Thursday, January 29, 2015

Something Arrived in Today's Mail

I'm an 11 year old wizard, and my letter from Hogwarts just arrived.

If by "11 year old wizard," you mean "29 year old pastor," and by "Hogwarts," you mean "Seattle University."

This is one of those announcements of the greatest kind.  Presuming the pieces of the financial aid puzzle all fall into place, I will be matriculating into the Doctor of Ministry program of Seattle University's School of Theology and Ministry, beginning this July.

This will not take me away much from my current ministry; the D.Min. (pronounced, basically, "demon," an irony which was most certainly not lost on my church's board of directors) has for decades now been a degree designed specifically for working pastors because it is, like its M.Div. sibling, a practical degree.  Or, at least, it is meant to be...the M.Div. wasn't always for me (see my most immediate previous post).

But I'm hoping that this D.Min. program (and I chose it in part because of its strength and focus in the area of developing pastoral leadership skills) will remedy some of that, a week or two of intensive classes at a time, over the course of the next three or four years.

It varies dramatically from the Ph.D. in that way.  The D.Min. is a degree meant to be completed on a part time schedule, and so it lacks some of the components of a Ph.D.  I don't have to take comprehensive exams, for one.  And our dissertation, like a Ph.D.'s, is hyper focused on one particular thing, but that thing in our case tends to be our parishes, or a particular mechanism of our denominations, or the like, whereas the Ph.D.'s is an original academic contribution to their field (which, when that field is as heavily researched as, say, Biblical Studies, makes the effort of trying to come up with something both original and academically sound to say seem particularly hellish).

Which means that the D.Min. suffers from a diminished reputation in some (mostly academic) circles.  Which is fine, really; I'm not at all interested in being called "doctor," except maybe by my anesthesiologist wife for the laughs (I already have plans to order address labels as "Real Dr. and Fake Dr. Atcheson").

And had I wanted to teach at a university or seminary full time, I would get a Ph.D., but as it is, those professorships are almost ridiculously few and far between as those very same seminaries and universities continue to move away from the model of tenure track professors to hiring more and more non tenure track instructors and part time adjuncts for obscenely low pay (I'm not kidding, either.  I may make less than a public schoolteacher, but a lot of college adjuncts have the Ph.D. that I don't and never will, and their average salary is literally half my modest wages.  What our postsecondary school system is doing to its adjuncts is criminal in every sense of the term).

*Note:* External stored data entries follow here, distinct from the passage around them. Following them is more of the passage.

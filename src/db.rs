use anyhow::{Context, Result};
use sqlx::MySqlPool;
use sqlx::mysql::MySqlPoolOptions;
use tracing::info;

use crate::config::Config;

pub async fn init_db(config: &Config) -> Result<MySqlPool> {
    MySqlPoolOptions::new()
        .max_connections(config.db_max_connections)
        .acquire_timeout(config.db_acquire_timeout)
        .connect(&config.database_url)
        .await
        .context("Failed to connect to database")
}

/// Create the `attendance` table if it is missing.
pub async fn ensure_schema(pool: &MySqlPool) -> Result<()> {
    sqlx::query(
        r#"
        CREATE TABLE IF NOT EXISTS attendance (
            id BIGINT UNSIGNED AUTO_INCREMENT PRIMARY KEY,
            employeeName VARCHAR(255) NOT NULL,
            employeeID VARCHAR(255) NOT NULL,
            date DATE NOT NULL,
            status ENUM('Present', 'Absent') NOT NULL,
            created_at TIMESTAMP NOT NULL DEFAULT CURRENT_TIMESTAMP,
            INDEX idx_attendance_date (date)
        )
        "#,
    )
    .execute(pool)
    .await
    .context("Failed to create attendance table")?;

    info!("Attendance table ready");
    Ok(())
}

But I digress.  Adjunct pay is a soapbox for another post.  All of this is to say, I don't need a Ph.D. for the work I love doing, so I won't try to pursue one.  But I also knew when I graduated seminary that I wasn't done learning; in fact, I withdrew from Santa Clara University's Jesuit School of Theology one week prior to classes starting for their Master of Theology degree in order to come to the congregation I am at now.

So I suppose that I am trading one Jesuit school for another, but hey, I had to read Ignatius of Loyola in college and enjoyed him, so why not?  I'm ready to continue learning.  And hopefully, I always will be, for God always has something new to teach me.  Of that I am certain.

Now, if you'll excuse me, I'm off to Ollivander's to buy myself a wand.